ST. LOUIS – The ambitious rookie wants his chance, his drive obvious with each word he speaks. He envisions growing into the St. Louis Rams’ second wide receiver option behind Danny Amendola, because he’s not the type to become settled.

“Oh, definitely,” said Chris Givens, taken 96th overall from Wake Forest. “That’s something I think about right now, every day. I’m not the type who’s going to be content with just having a certain role. I want to be a major contributor to the offense.”

The hardened veteran wants his chance, his drive obvious with a slight smile before he speaks. He envisions growing into the Rams’ second wide receiver option behind Amendola, because he’s not the type to let opportunity pass him by.

“Yeah, definitely,” said Steve Smith, signed by St. Louis in March after spending his first five NFL seasons with the New York Giants and Philadelphia Eagles. “I’ve just got to go out there and play and show my performance.”

Good news for the Rams: Their senior member of the slot is back after missing most of the 2011 season because of a torn triceps and a dislocated elbow in his left arm sustained in a Week 1 loss to the Eagles. Amendola, who has 1,060 yards receiving and four touchdowns in three seasons as the Gateway City’s sawed-off specialist in the middle, will provide valued hands for quarterback Sam Bradford that were AWOL for all but three quarters last fall. His return is welcome.

Bad news: Through two preseason games, it’s unclear who the Rams’ second receiving option will be when facing the Detroit Lions in Week 1. Austin Pettis has four catches for 47 yards, but he’ll miss the first two regular-season games without pay for violating the NFL’s performance-enhancing drug policy last December; Givens (three catches for 40 yards) and fellow rookie Brian Quick (four catches for 29 yards) are skilled but both are as green as the turf they cut on at the Edward Jones Dome; Smith (three catches for 24 yards) is seasoned, but he only caught 11 passes in nine games with the Eagles in 2011; Brandon Gibson and Danario Alexander have been off the grid throughout most of training camp because of hamstring issues.

So the question remains: Who will be the trusted No. 2?

“I think there’s still some tough calls,” said offensive coordinator Brian Schottenheimer, who has installed a West Coast-like system after spending six seasons with the New York Jets. “I think we know we got a good core group of guys. Again, we’re still waiting for some guys to separate themselves. Again, then you start playing the numbers game. But we’re very pleased with what those guys have done. In these next couple of games, we expect to have a couple guys step up.”

The next couple games will include that chance. It’s key that someone – anyone – wrestles the opportunity by its collar, because the Rams’ air attack had more flight delays last season than Lambert-St. Louis International Airport during a midwinter blizzard.
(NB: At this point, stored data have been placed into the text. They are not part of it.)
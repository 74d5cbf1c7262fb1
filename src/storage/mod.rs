pub mod parquet;

use thiserror::Error;

// ============================================================================
// Error Types
// ============================================================================

#[derive(Debug, Error)]
pub enum StorageError {
    #[error("IO error: {0}")]
    Io(String),
    #[error("Arrow error: {0}")]
    Arrow(String),
    #[error("Serde error: {0}")]
    Serde(String),
    #[error("Invalid: {0}")]
    Invalid(String),
    #[error("Parquet error: {0}")]
    Parquet(String),
    /// The artifact does not exist on disk.
    #[error("Missing: {0}")]
    Missing(String),
}

pub type StorageResult<T> = Result<T, StorageError>;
The Rams ranked 30th in pass offense with an average of 179.4 yards per game, squeezing past the Denver Broncos (152.1) and Jacksonville Jaguars (136.2) for the cellar spots in the category. That was a dip from Bradford’s rookie season, when St. Louis averaged 204.2 yards per game through the air – a total that ranked 21st in the league.
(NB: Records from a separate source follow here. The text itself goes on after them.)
//! Aggregator stages: concatenating worker statistics and assembling the
//! distance patches into the sparse adjacency matrix.

use std::cmp::Ordering;
use std::time::Instant;

use corrgraph_core::correlation::SampleStats;
use corrgraph_core::topk::rank_order;
use log::{debug, info};
use serde::{Deserialize, Serialize};
use sprs::{CsMat, TriMat};

use crate::errors::{PipelineError, PipelineResult};
use crate::partition::PartitionPlan;
use crate::storage::parquet::{
    CORRELATION_MATRIX, MEAN_ALL, STD_ALL, distance_patch_path, load_distance_patch,
    save_sparse_matrix, save_vector,
};

/// Per-sample statistics of the whole dataset, in global index order.
#[derive(Debug, Clone, Default, PartialEq, Serialize, Deserialize)]
pub struct GlobalStats {
    pub mean_all: Vec<f64>,
    pub std_all: Vec<f64>,
}

impl GlobalStats {
    pub fn len(&self) -> usize {
        self.mean_all.len()
    }

    pub fn is_empty(&self) -> bool {
        self.mean_all.is_empty()
    }
}

/// Sparse `N × N` kNN graph: row `i` holds the `k` neighbours of sample `i`.
#[derive(Debug, Clone)]
pub struct AdjacencyMatrix {
    matrix: CsMat<f64>,
    k: usize,
}

impl AdjacencyMatrix {
    pub fn n_samples(&self) -> usize {
        self.matrix.rows()
    }

    pub fn k(&self) -> usize {
        self.k
    }

    pub fn nnz(&self) -> usize {
        self.matrix.nnz()
    }

    pub fn get(&self, row: usize, col: usize) -> Option<f64> {
        self.matrix.get(row, col).copied()
    }

    /// Neighbours of `row` ordered by descending correlation, ties by index.
    pub fn neighbors(&self, row: usize) -> Vec<(usize, f64)> {
        let mut out: Vec<(usize, f64)> = self
            .matrix
            .outer_view(row)
            .map(|v| v.iter().map(|(j, &x)| (j, x)).collect())
            .unwrap_or_default();
        out.sort_by(|a, b| {
            b.1.partial_cmp(&a.1)
                .unwrap_or(Ordering::Equal)
                .then(a.0.cmp(&b.0))
        });
        out
    }

    pub fn as_csmat(&self) -> &CsMat<f64> {
        &self.matrix
    }

    pub fn into_inner(self) -> CsMat<f64> {
        self.matrix
    }
}

#[derive(Debug)]
pub struct AggregatorState {
    plan: PartitionPlan,
}

impl AggregatorState {
    pub fn new(plan: PartitionPlan) -> Self {
        Self { plan }
    }

    pub fn plan(&self) -> &PartitionPlan {
        &self.plan
    }

    /// Concatenate per-batch statistics (indexed by batch) into `mean_all`
    /// and `std_all`, and persist both vectors.
    pub fn collect_stats(&self, reports: Vec<SampleStats>) -> PipelineResult<GlobalStats> {
        if reports.len() != self.plan.n_batches() {
            return Err(PipelineError::Computation(format!(
                "received statistics for {} batches, expected {}",
                reports.len(),
                self.plan.n_batches()
            )));
        }

        let mut all = SampleStats::with_capacity(self.plan.total_samples());
        for (layout, report) in self.plan.batches().iter().zip(&reports) {
            if report.len() != layout.len() || report.std.len() != layout.len() {
                return Err(PipelineError::Computation(format!(
                    "batch {} reported {} statistics, expected {}",
                    layout.id,
                    report.len(),
                    layout.len()
                )));
            }
            all.extend(report);
        }

        let out = self.plan.config().output_dir();
        std::fs::create_dir_all(out).map_err(|e| {
            PipelineError::Computation(format!("cannot create {}: {}", out.display(), e))
        })?;
        save_vector(&all.mean, out, MEAN_ALL)?;
        save_vector(&all.std, out, STD_ALL)?;
        info!("Aggregator: statistics for {} samples saved", all.len());

        Ok(GlobalStats {
            mean_all: all.mean,
            std_all: all.std,
        })
    }

    /// Read every distance patch and build the adjacency matrix. All patches
    /// are validated before the matrix is written; any missing or malformed
    /// patch aborts with an assembly error.
    pub fn assemble(&self) -> PipelineResult<AdjacencyMatrix> {
        let start = Instant::now();
        let n = self.plan.total_samples();
        let k = self.plan.neighbors();
        let out = self.plan.config().output_dir();

        let mut trimat = TriMat::with_capacity((n, n), n * k);
        for layout in self.plan.batches() {
            let path = distance_patch_path(out, layout.id);
            let patch = load_distance_patch(&path).map_err(|e| {
                PipelineError::Assembly(format!(
                    "patch of batch {} at {}: {}",
                    layout.id,
                    path.display(),
                    e
                ))
            })?;

            if patch.batch != layout.id
                || patch.global_start != layout.range.start
                || patch.n_rows() != layout.len()
            {
                return Err(PipelineError::Assembly(format!(
                    "patch of batch {} covers batch {} rows {}..{}, expected {:?}",
                    layout.id,
                    patch.batch,
                    patch.global_start,
                    patch.global_start + patch.n_rows(),
                    layout.range
                )));
            }

            for (i, row) in patch.rows.iter().enumerate() {
                let global = layout.range.start + i;
                if row.k() != k {
                    return Err(PipelineError::Assembly(format!(
                        "sample {} has {} neighbours, expected {}",
                        global,
                        row.k(),
                        k
                    )));
                }
                let entries = row.entries();
                let mut seen: Vec<usize> = entries.iter().map(|nb| nb.index).collect();
                seen.sort_unstable();
                if seen.windows(2).any(|w| w[0] == w[1]) {
                    return Err(PipelineError::Assembly(format!(
                        "sample {} lists a neighbour more than once",
                        global
                    )));
                }
                if entries
                    .windows(2)
                    .any(|w| rank_order(&w[0], &w[1]) != Ordering::Less)
                {
                    return Err(PipelineError::Assembly(format!(
                        "neighbours of sample {} are not in descending order",
                        global
                    )));
                }
                for nb in entries {
                    if nb.is_pad() || nb.index >= n || nb.index == global {
                        return Err(PipelineError::Assembly(format!(
                            "sample {} has invalid neighbour {}",
                            global, nb.index
                        )));
                    }
                    trimat.add_triplet(global, nb.index, nb.value);
                }
            }
            debug!("Aggregator: patch {} accepted", layout.id);
        }

        let matrix: CsMat<f64> = trimat.to_csr();
        save_sparse_matrix(
            &matrix,
            out,
            CORRELATION_MATRIX,
            Some(self.plan.config().config_typed()),
        )?;
        info!(
            "Aggregator: {}x{} matrix with {} entries assembled in {:?}",
            n,
            n,
            matrix.nnz(),
            start.elapsed()
        );

        Ok(AdjacencyMatrix { matrix, k })
    }
}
But there’s promise in youth. Amendola, the slot sage himself, likes what he sees from Quick and Givens. The preseason is like shaking a wrapped birthday gift – you never know what you’re going to get – but there are signs that the Rams’ passing game could have more pop.

“It’s going good,” Amendola said of the wide receiver competition. “Young guys with a bunch of speed and talent (are) trying to get this playbook down. … They’re coming in – they’re ready to play. They’re ready to learn this offense – the ends and outs and what it takes to be a professional wide receiver. They’re ready to go.”

They better be, because Bradford will trust them to provide an escape hatch with a terror like Lions defensive tackle Ndamukong Suh chasing him in more than two weeks. Last season, there were precious few options for the former Heisman Trophy winner in a painful year: Brandon Lloyd, now with the New England Patriots, led the Rams with 51 catches for 683 yards and five touchdowns; Gibson followed with 36 catches for 431 yards and a touchdown; Alexander had 26 catches for 431 yards and two touchdowns.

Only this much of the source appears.